Le gouvernement brésilien « a condamné la véhémence » ce dimanche les attaques d'Israël et, « plus récemment », des États-Unis, contre les installations nucléaires en Iran, avant la résurgence du conflit au Moyen-Orient.
Grâce à une déclaration, le ministère brésilien des Affaires étrangères a déclaré que, en plus d'être une «violation de la souveraineté de l'Iran et du droit international», ces attaques représentent «une menace grave pour la vie et la santé de la population civile, en les exposant au risque de pollution radioactive et de catastrophes environnementales à grande échelle».

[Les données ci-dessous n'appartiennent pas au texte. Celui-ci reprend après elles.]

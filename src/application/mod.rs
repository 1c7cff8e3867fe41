// ============================================================
// Application / Use Cases
// ============================================================
// Orchestrates the other layers to accomplish one of the two
// goals: training the enlarger or enhancing image files.
//
// Rules for this layer:
//   - No ML math or model code here
//   - No argument parsing or printing here (that's the CLI)
//   - Only workflow coordination

// The training workflow
pub mod train_use_case;

// The enhance (inference) workflow
pub mod enhance_use_case;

En ce sens, l'administration de Luiz Inacio Lula da Silva a souligné « le besoin urgent d'une solution diplomatique » au Moyen-Orient qui « interrompt le cycle de la violence et ouvre une opportunité de négociations de paix ».

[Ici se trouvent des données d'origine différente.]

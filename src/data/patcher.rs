// ============================================================
// Patcher
// ============================================================
// Cuts source images into fixed-size training tiles and builds
// the matching low-res seeds.
//
//   target — patch_size × patch_size tile cut from the image
//   seed   — the same tile box-averaged down by the zoom factor
//
// Tiles are cut on a non-overlapping grid; the ragged right and
// bottom edges of an image are dropped. An image smaller than
// patch_size on either side yields no patches.

use ndarray::{s, Array3};

use crate::domain::image::{SourceImage, RGB_CHANNELS};
use crate::domain::patch::TrainingPatch;

pub struct Patcher {
    /// Side length of the hi-res target tile (the `batch_shape` flag)
    patch_size: usize,
    /// Upscale factor — seed side = patch_size / zoom
    zoom: usize,
}

impl Patcher {
    /// # Panics
    /// Panics if zoom is 0 or patch_size is not a multiple of zoom,
    /// because the seed tile would not have a whole-pixel size.
    pub fn new(patch_size: usize, zoom: usize) -> Self {
        assert!(zoom > 0, "zoom must be at least 1");
        assert!(
            patch_size % zoom == 0,
            "patch_size ({}) must be a multiple of zoom ({})",
            patch_size,
            zoom
        );
        Self { patch_size, zoom }
    }

    /// Cut all full tiles out of one image.
    pub fn patches(&self, image: &SourceImage) -> Vec<TrainingPatch> {
        let (height, width) = image.dims();
        let size = self.patch_size;

        let mut out = Vec::new();
        let mut y = 0;
        while y + size <= height {
            let mut x = 0;
            while x + size <= width {
                let target = image
                    .pixels
                    .slice(s![y..y + size, x..x + size, ..])
                    .to_owned();
                let seed = downscale(&target, self.zoom);
                out.push(TrainingPatch::new(target, seed));
                x += size;
            }
            y += size;
        }
        out
    }

    /// How many tiles an image of the given size produces.
    pub fn num_patches(&self, height: usize, width: usize) -> usize {
        (height / self.patch_size) * (width / self.patch_size)
    }
}

/// Box-average downscale by an integer factor.
/// Each output pixel is the mean of a zoom × zoom block.
fn downscale(tile: &Array3<f32>, zoom: usize) -> Array3<f32> {
    let shape = tile.shape();
    let (oh, ow) = (shape[0] / zoom, shape[1] / zoom);
    let norm = (zoom * zoom) as f32;

    let mut out = Array3::<f32>::zeros((oh, ow, RGB_CHANNELS));
    for y in 0..oh {
        for x in 0..ow {
            for c in 0..RGB_CHANNELS {
                let mut sum = 0.0;
                for dy in 0..zoom {
                    for dx in 0..zoom {
                        sum += tile[[y * zoom + dy, x * zoom + dx, c]];
                    }
                }
                out[[y, x, c]] = sum / norm;
            }
        }
    }
    out
}

// ─── Unit Tests ───────────────────────────────────────────────────────────────
#[cfg(test)]
mod tests {
    use super::*;

    fn gray_image(height: usize, width: usize, value: f32) -> SourceImage {
        SourceImage::new(
            "test.png",
            Array3::from_elem((height, width, RGB_CHANNELS), value),
        )
    }

    #[test]
    fn test_grid_tiling() {
        let patcher = Patcher::new(8, 2);
        let patches = patcher.patches(&gray_image(16, 24, 0.5));
        // 2 rows × 3 columns of full tiles
        assert_eq!(patches.len(), 6);
        assert_eq!(patches[0].target.shape(), &[8, 8, 3]);
        assert_eq!(patches[0].seed.shape(), &[4, 4, 3]);
        assert_eq!(patches[0].zoom(), 2);
    }

    #[test]
    fn test_ragged_edges_are_dropped() {
        let patcher = Patcher::new(8, 2);
        // 15 is one short of two rows, 17 is one past two columns
        let patches = patcher.patches(&gray_image(15, 17, 0.0));
        assert_eq!(patches.len(), 2);
        assert_eq!(patcher.num_patches(15, 17), 2);
    }

    #[test]
    fn test_image_smaller_than_patch_yields_nothing() {
        let patcher = Patcher::new(32, 2);
        assert!(patcher.patches(&gray_image(16, 16, 0.0)).is_empty());
    }

    #[test]
    fn test_downscale_averages_blocks() {
        let mut tile = Array3::<f32>::zeros((2, 2, RGB_CHANNELS));
        tile[[0, 0, 0]] = 1.0;
        tile[[0, 1, 0]] = 1.0;
        // channel 0 block: [1, 1, 0, 0] → mean 0.5
        let seed = downscale(&tile, 2);
        assert_eq!(seed.shape(), &[1, 1, 3]);
        assert!((seed[[0, 0, 0]] - 0.5).abs() < 1e-6);
        assert_eq!(seed[[0, 0, 1]], 0.0);
    }

    #[test]
    #[should_panic]
    fn test_patch_size_must_divide_by_zoom() {
        let _ = Patcher::new(9, 2);
    }
}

« Les conséquences négatives de l'escalade militaire actuelle peuvent générer des dommages irréversibles à la paix et à la stabilité de la région et du monde, et pour le régime nucléaire de non-prolifération et de désarmement », indique le communiqué.
Il a également répudié les attaques « réciproques » contre des zones densément peuplées, qui ont provoqué « un nombre croissant de victimes et des dommages aux infrastructures civiles, y compris les installations hospitalières ».
Le gouvernement brésilien a souligné sa position en faveur de « l'utilisation exclusive » de l'énergie nucléaire « à des fins pacifiques » et a rejeté « fermement » toute forme de prolifération nucléaire « , en particulier dans les régions marquées par l'instabilité géopolitique, comme le Moyen-Orient ».

Pour sa part, le conseiller des affaires internationales de Lula, Celso Amorim, a déclaré que, au cours de ses 83 ans, « il n'a jamais vu un moment aussi tendu que cela » et a avoué que « craint » qu'une guerre mondiale soit déchaînée, dans une interview ce dimanche aux médias brésiliens Uol.
Il a expliqué que le monde vit actuellement deux « guerres sérieuses », en Eurasie et au Moyen-Orient, et que « si les deux guerres étaient connectées, comme cela pourrait arriver, cela deviendrait pratiquement une guerre mondiale ».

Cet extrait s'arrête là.